No, el Enemigo podía esperar. Drake servía a la Oscuridad, pero era algo más que el chico de los recados. Tenía sus propias necesidades.
Si no podía atrapar a Sam en un espacio abierto, entonces tendría que derrotarlo en Perdido Beach. Estaría esperándolo cuando Sam llegara. Esperando con el látigo enroscado alrededor de Astrid.
En la mente de Drake se agolpaban las imágenes, imágenes fantásticas de Sam indefenso bajo su látigo. Pero no mataría a Sam Temple, no, no antes de que hubiera visto cómo dejaba a Astrid convertida en un espantoso monstruo despellejado.

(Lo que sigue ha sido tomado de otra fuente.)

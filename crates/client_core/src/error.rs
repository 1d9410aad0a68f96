//! Pipeline failure taxonomy and the notice a failure maps to.

use std::fmt::Display;

use shared::{
    error::BackendRejection,
    protocol::{Reply, ShapeError},
};
use thiserror::Error;

/// Text the backend uses when `/recommend` needs a Spotify session.
pub const LOGIN_REQUIRED_MARKER: &str = "User not logged in";

#[derive(Debug, Error)]
pub enum PipelineError {
    /// The backend answered with `{"error": ...}`; displays the backend message verbatim.
    #[error("{0}")]
    Application(#[from] BackendRejection),
    /// No usable response: the request failed, or the body was not the expected JSON.
    #[error("request to {endpoint} failed: {message}")]
    Transport {
        endpoint: &'static str,
        message: String,
    },
}

impl PipelineError {
    pub fn transport(endpoint: &'static str, err: impl Display) -> Self {
        Self::Transport {
            endpoint,
            message: err.to_string(),
        }
    }

    /// Turns a decoded reply into its payload, or the failure the pipeline aborts with.
    pub fn settle<T>(
        endpoint: &'static str,
        reply: Result<Reply<T>, ShapeError>,
    ) -> Result<T, Self> {
        match reply {
            Ok(Reply::Accepted(value)) => Ok(value),
            Ok(Reply::Rejected(rejection)) => Err(Self::Application(rejection)),
            Err(shape) => Err(Self::transport(endpoint, shape)),
        }
    }

    pub fn notice(&self) -> NoticeKind {
        classify_failure_message(&self.to_string())
    }
}

#[derive(Debug, Clone, Copy, PartialEq, Eq)]
pub enum NoticeKind {
    LoginPrompt,
    GenericRetry,
}

impl NoticeKind {
    pub fn message(self) -> &'static str {
        match self {
            Self::LoginPrompt => "Please log in with Spotify to get music recommendations.",
            Self::GenericRetry => "Sorry, an error occurred. Please try again.",
        }
    }
}

/// Case-sensitive substring match; the marker is the backend's actual contract.
pub fn classify_failure_message(message: &str) -> NoticeKind {
    if message.contains(LOGIN_REQUIRED_MARKER) {
        NoticeKind::LoginPrompt
    } else {
        NoticeKind::GenericRetry
    }
}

Lo veía tan claro, era una visión tan maravillosa que lo llenaba de luz y alegría y le proporcionaba un placer que no podía ni describir.
«¡El Enemigo!».
—Te traeré a tu Enemigo —murmuró Drake—. Pero primero…
El ejército de Drake se alejaba del lago a una velocidad vertiginosa, correteaba por la larga cuesta que conducía a las tierras secas que se extendían más allá del lago.
Y entonces Drake sintió una oleada de furia que iba dirigida justo a él. Una rabia que lo estremecía hasta lo más profundo de su ser. El zarcillo oscuro le envolvía el cerebro, le ocupaba los pensamientos, le exigía, lo amenazaba.
«¡El Enemigo!».
—¡No! —gritó Drake.
La reacción fue inmediata. El enjambre paró en seco.
—¡Son mi ejército, mi ejército! —aulló Drake.
Sus propios odios eran demasiado intensos para negarlos. Incluso habría sido capaz de desafiar a la gayáfaga por ellos. Pero cuando se quedó parado, agonizando, y el odio se enfrentó al miedo, perdió la capacidad de decidir.
Tendría que ser Brittney quien tomara la determinación: perseguir al Enemigo o aterrorizar Perdido Beach.